O inverno de 2025, que vai até 22 de setembro, deve ser mais rigoroso no centro-sul do Brasil em comparação com os dois últimos anos. A estação, que ocorre sem a influência dos fenômenos El Niño e La Niña, já registrou duas ondas de frio em junho e deve ter pelo menos mais uma entre julho e agosto, segundo previsão do meteorologista Alexandre Nascimento, da Nottus Meteorologia.
“A ausência do El Niño favorece um outono/inverno mais frio. Já estamos na terceira onda de frio e esperamos mais uma nas próximas semanas”, afirma Nascimento. Uma onda de frio é caracterizada por temperaturas pelo menos 5°C abaixo da média durante cinco dias consecutivos.

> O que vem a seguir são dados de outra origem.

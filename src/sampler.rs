//! This module provides a mock data sampler that generates random recording stores.
//!
//! # Examples
//!
//! ```rust
//! use visual_stim::sampler::MockSampler;
//! use rand::SeedableRng;
//! use rand::rngs::StdRng;
//!
//! // Set the random number generator seed
//! let mut rng = StdRng::seed_from_u64(42);
//!
//! // Create a sampler generating 5 subjects with 2 repetitions each
//! let sampler = MockSampler::build(5, 2).unwrap();
//!
//! // Sample a store from the distribution
//! let store = sampler.sample(&mut rng).unwrap();
//!
//! assert_eq!(store.subject_ids(), vec![1, 2, 3, 4, 5]);
//! assert_eq!(store.num_repetitions(1).unwrap(), 2);
//! ```
use nalgebra::DMatrix;
use rand::seq::SliceRandom;
use rand::{Rng, SeedableRng};
use rand_chacha::ChaCha8Rng;
use rand_distr::{Distribution, Uniform};

use crate::error::StimError;
use crate::recording::{Attributes, Subject};
use crate::store::LabeledRecordingStore;
use crate::{ELECTRODE_WINDOW, EXPERIMENTER_NAMES, NUM_SAMPLES, RAT_GENDERS};

/// The room temperature of the mock recordings.
pub const MOCK_ROOM_TEMP: &str = "25";
/// The room humidity of the mock recordings.
pub const MOCK_ROOM_HUMIDITY: &str = "20";
/// The number of samples before the stimulus onset, within an electrode window.
pub const PRE_STIM_SAMPLES: usize = 500;
/// The number of samples during the stimulus, within an electrode window.
pub const DUR_STIM_SAMPLES: usize = 50;

/// The phase of the stimulus at a given sample.
#[derive(Debug, PartialEq, Clone, Copy)]
pub enum StimPhase {
    Pre,
    Dur,
    Post,
}

impl StimPhase {
    /// Returns the phase at a position of an electrode window.
    pub fn at(position: usize) -> Self {
        match position % ELECTRODE_WINDOW {
            n if n < PRE_STIM_SAMPLES => StimPhase::Pre,
            n if n < PRE_STIM_SAMPLES + DUR_STIM_SAMPLES => StimPhase::Dur,
            _ => StimPhase::Post,
        }
    }

    pub fn prefix(&self) -> &'static str {
        match self {
            StimPhase::Pre => "pre",
            StimPhase::Dur => "dur",
            StimPhase::Post => "post",
        }
    }
}

/// Returns the cosmetic stimulus tag of every sample, e.g., `pre_12`, `dur_510` or `post_999`.
/// The tag number restarts at every electrode window, so tags are not unique along the axis.
pub fn stim_index_labels() -> Vec<String> {
    (0..NUM_SAMPLES)
        .map(|pos| {
            format!(
                "{}_{}",
                StimPhase::at(pos).prefix(),
                pos % ELECTRODE_WINDOW
            )
        })
        .collect()
}

/// Sampler of mock recording stores.
#[derive(Debug, PartialEq)]
pub struct MockSampler {
    /// the number of subjects, with ids 1 to `num_subjects`
    num_subjects: usize,
    /// the number of repetitions per subject
    num_repetitions: usize,
}

impl Default for MockSampler {
    fn default() -> Self {
        MockSampler {
            num_subjects: 9,
            num_repetitions: 4,
        }
    }
}

impl MockSampler {
    /// Create a sampler with the specified parameters.
    /// The function returns an error if there is no subject or no repetition.
    pub fn build(num_subjects: usize, num_repetitions: usize) -> Result<Self, StimError> {
        if num_subjects == 0 {
            return Err(StimError::InvalidParameter(
                "the number of subjects must be positive".to_string(),
            ));
        }
        if num_repetitions == 0 {
            return Err(StimError::InvalidParameter(
                "the number of repetitions must be positive".to_string(),
            ));
        }
        Ok(MockSampler {
            num_subjects,
            num_repetitions,
        })
    }

    /// Sample a store from the distribution.
    /// Voltages are uniform in [0, 1); experimenter and gender are chosen uniformly.
    pub fn sample<R: Rng>(&self, rng: &mut R) -> Result<LabeledRecordingStore, StimError> {
        let voltage_dist = Uniform::new(0.0, 1.0);

        let subjects = (1..=self.num_subjects)
            .map(|id| {
                let experimenter = EXPERIMENTER_NAMES
                    .choose(rng)
                    .ok_or_else(|| StimError::InvalidParameter("no experimenter".to_string()))?;
                let rat_gender = RAT_GENDERS
                    .choose(rng)
                    .ok_or_else(|| StimError::InvalidParameter("no gender".to_string()))?;
                let voltage = DMatrix::from_fn(NUM_SAMPLES, self.num_repetitions, |_, _| {
                    voltage_dist.sample(rng)
                });
                let attributes = Attributes::new(
                    id,
                    experimenter,
                    rat_gender,
                    MOCK_ROOM_TEMP,
                    MOCK_ROOM_HUMIDITY,
                );
                Subject::build(id, voltage, attributes)
            })
            .collect::<Result<Vec<Subject>, StimError>>()?;

        log::debug!(
            "Sampled {} mock subjects with {} repetitions",
            self.num_subjects,
            self.num_repetitions
        );
        LabeledRecordingStore::build(subjects)?.with_stim_index(stim_index_labels())
    }
}

/// Create a mock store with the default sampler, seeded for reproducibility.
pub fn mock_stim_data(seed: u64) -> Result<LabeledRecordingStore, StimError> {
    let mut rng = ChaCha8Rng::seed_from_u64(seed);
    MockSampler::default().sample(&mut rng)
}
use std::collections::HashMap;

use nalgebra::DMatrix;
use rand::rngs::StdRng;
use rand::{Rng, SeedableRng};

use visual_stim::error::StimError;
use visual_stim::recording::{Attributes, Subject};
use visual_stim::sampler::{mock_stim_data, MockSampler};
use visual_stim::store::LabeledRecordingStore;
use visual_stim::{ELECTRODE_WINDOW, NUM_ELECTRODES, NUM_SAMPLES};

const SEED: u64 = 42;

/// A store where subjects {1, 3, 5} belong to Daniel with means 0.1, 0.3, 0.5
/// and subjects {2, 4} belong to Anna with means 0.2, 0.8.
fn bias_store() -> LabeledRecordingStore {
    let mut rng = StdRng::seed_from_u64(SEED);
    let subjects = [
        (1, "Daniel", 0.1),
        (2, "Anna", 0.2),
        (3, "Daniel", 0.3),
        (4, "Anna", 0.8),
        (5, "Daniel", 0.5),
    ]
    .into_iter()
    .map(|(id, experimenter, mean)| {
        // zero-mean noise around the target mean, in +/- pairs
        let noise: Vec<f64> = (0..NUM_SAMPLES / 2)
            .map(|_| rng.gen_range(-0.05..0.05))
            .collect();
        let voltage = DMatrix::from_fn(NUM_SAMPLES, 2, |i, _| {
            let n = noise[i / 2];
            if i % 2 == 0 {
                mean + n
            } else {
                mean - n
            }
        });
        Subject::build(id, voltage, Attributes::new(id, experimenter, "Male", "25", "20")).unwrap()
    })
    .collect();
    LabeledRecordingStore::build(subjects).unwrap()
}

#[test]
fn test_select_electrode_trace_matches_voltage() {
    let store = mock_stim_data(SEED).unwrap();

    for subject_id in store.subject_ids() {
        let voltage = store.subject(subject_id).unwrap().voltage();
        for rep in 0..store.num_repetitions(subject_id).unwrap() {
            let electrodes: Vec<usize> = (1..=NUM_ELECTRODES).collect();
            let traces = store.select_electrode_trace(subject_id, rep, &electrodes).unwrap();

            for (k, trace) in electrodes.iter().zip(traces.iter()) {
                assert_eq!(trace.electrode, *k);
                assert_eq!(trace.len(), ELECTRODE_WINDOW);
                let start = (k - 1) * ELECTRODE_WINDOW;
                assert!(trace
                    .y
                    .iter()
                    .enumerate()
                    .all(|(i, v)| *v == voltage[(start + i, rep)]));
            }
        }
    }
}

#[test]
fn test_select_electrode_trace_order_and_errors() {
    let store = mock_stim_data(SEED).unwrap();

    let traces = store.select_electrode_trace(4, 2, &[7, 3, 7, 1]).unwrap();
    assert_eq!(
        traces.iter().map(|t| t.electrode).collect::<Vec<_>>(),
        vec![7, 3, 7, 1]
    );
    assert_eq!(traces[0], traces[2]);

    assert!(matches!(
        store.select_electrode_trace(4, 2, &[0]),
        Err(StimError::OutOfRange(_))
    ));
    assert!(matches!(
        store.select_electrode_trace(4, 2, &[11]),
        Err(StimError::OutOfRange(_))
    ));
    assert!(matches!(
        store.select_electrode_trace(4, 4, &[1]),
        Err(StimError::OutOfRange(_))
    ));
    assert_eq!(
        store.select_electrode_trace(10, 0, &[1]),
        Err(StimError::NotFound(10))
    );
}

#[test]
fn test_aggregate_by_experimenter() {
    let store = bias_store();
    for (id, mean) in [(1, 0.1), (2, 0.2), (3, 0.3), (4, 0.8), (5, 0.5)] {
        assert!((store.subject_mean(id).unwrap() - mean).abs() < 1e-9);
    }

    let bias = store.aggregate_by_experimenter(&["Daniel", "Anna"]);
    assert_eq!(bias.groups.len(), 2);

    let (means, stds, medians) = (bias.means(), bias.stds(), bias.medians());
    assert!((means[0] - 0.3).abs() < 1e-9);
    assert!((stds[0] - 0.163299).abs() < 1e-6);
    assert!((medians[0] - 0.3).abs() < 1e-9);
    assert!((means[1] - 0.5).abs() < 1e-9);
    assert!((stds[1] - 0.3).abs() < 1e-9);
    assert!((medians[1] - 0.5).abs() < 1e-9);

    // the order of the names drives the order of the output
    let reversed = store.aggregate_by_experimenter(&["Anna", "Daniel"]);
    assert_eq!(reversed.groups[0], bias.groups[1]);
    assert_eq!(reversed.groups[1], bias.groups[0]);
}

#[test]
fn test_aggregate_unknown_experimenter() {
    let store = mock_stim_data(SEED).unwrap();

    let bias = store.aggregate_by_experimenter(&["Unknown"]);
    assert_eq!(bias.groups.len(), 1);
    assert_eq!(bias.means().len(), 1);
    assert!(bias.groups[0].stats.is_none());
    assert!(bias.means()[0].is_nan());

    let bias = store.aggregate_by_experimenter(&["Daniel", "Unknown", "Anna"]);
    assert_eq!(bias.medians().len(), 3);
    assert!(bias.medians()[1].is_nan());
}

#[test]
fn test_mock_generator_groups_cover_all_subjects() {
    let store = mock_stim_data(SEED).unwrap();
    assert_eq!(store.num_subjects(), 9);

    let bias = store.experimenter_bias();
    let total: usize = bias.groups.iter().map(|g| g.num_subjects).sum();
    assert_eq!(total, 9);
    for group in bias.groups.iter().filter(|g| !g.is_empty()) {
        // uniform voltages in [0, 1) average close to 0.5
        let stats = group.stats.unwrap();
        assert!((stats.mean - 0.5).abs() < 0.01);
    }
}

#[test]
fn test_operations_are_deterministic() {
    let store = MockSampler::build(4, 3)
        .unwrap()
        .sample(&mut StdRng::seed_from_u64(SEED))
        .unwrap();

    assert_eq!(
        store.select_electrode_trace(2, 1, &[2, 9]).unwrap(),
        store.select_electrode_trace(2, 1, &[2, 9]).unwrap()
    );

    let bias_1 = store.aggregate_by_experimenter(&["Daniel", "Anna"]);
    let bias_2 = store.aggregate_by_experimenter(&["Daniel", "Anna"]);
    assert_eq!(bias_1.names(), bias_2.names());
    assert_eq!(
        serde_json::to_string(&bias_1).unwrap(),
        serde_json::to_string(&bias_2).unwrap()
    );
}

#[test]
fn test_store_from_raw_attributes() {
    let mut raw: HashMap<String, String> = [
        ("Experimenter", "Anna"),
        ("Rat_gender", "Female"),
        ("Room_temp", "25"),
        ("Room_humidity", "20"),
    ]
    .into_iter()
    .map(|(k, v)| (k.to_string(), v.to_string()))
    .collect();

    let subject = Subject::from_raw(7, DMatrix::zeros(NUM_SAMPLES, 1), &raw).unwrap();
    let store = LabeledRecordingStore::build(vec![subject]).unwrap();
    assert_eq!(store.experimenters(), vec!["Anna"]);
    assert_eq!(store.subject(7).unwrap().attributes().rat_id, 7);

    raw.remove("Experimenter");
    assert_eq!(
        Subject::from_raw(7, DMatrix::zeros(NUM_SAMPLES, 1), &raw),
        Err(StimError::MissingAttribute("Experimenter".to_string()))
    );
}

Além do aumento das frentes frias, há maior probabilidade de geadas nas regiões Sul, Sudeste e Centro-Oeste, com chances de neve no Sul durante julho e agosto — cenário diferente dos invernos mais amenos de 2023 e 2024.
A previsão indica também a formação de corredores de umidade entre agosto e setembro, que devem provocar chuvas no Sudeste e Centro-Oeste. Apesar dos episódios de frio, a média geral das temperaturas ainda tende a ficar acima da média histórica em parte do país, com períodos de calor no Centro-Oeste e Tocantins.
Com o Pacífico e o Atlântico favorecendo o deslocamento das massas polares, o inverno de 2025 deve estabelecer novos recordes de temperatura mínima em algumas regiões do Brasil.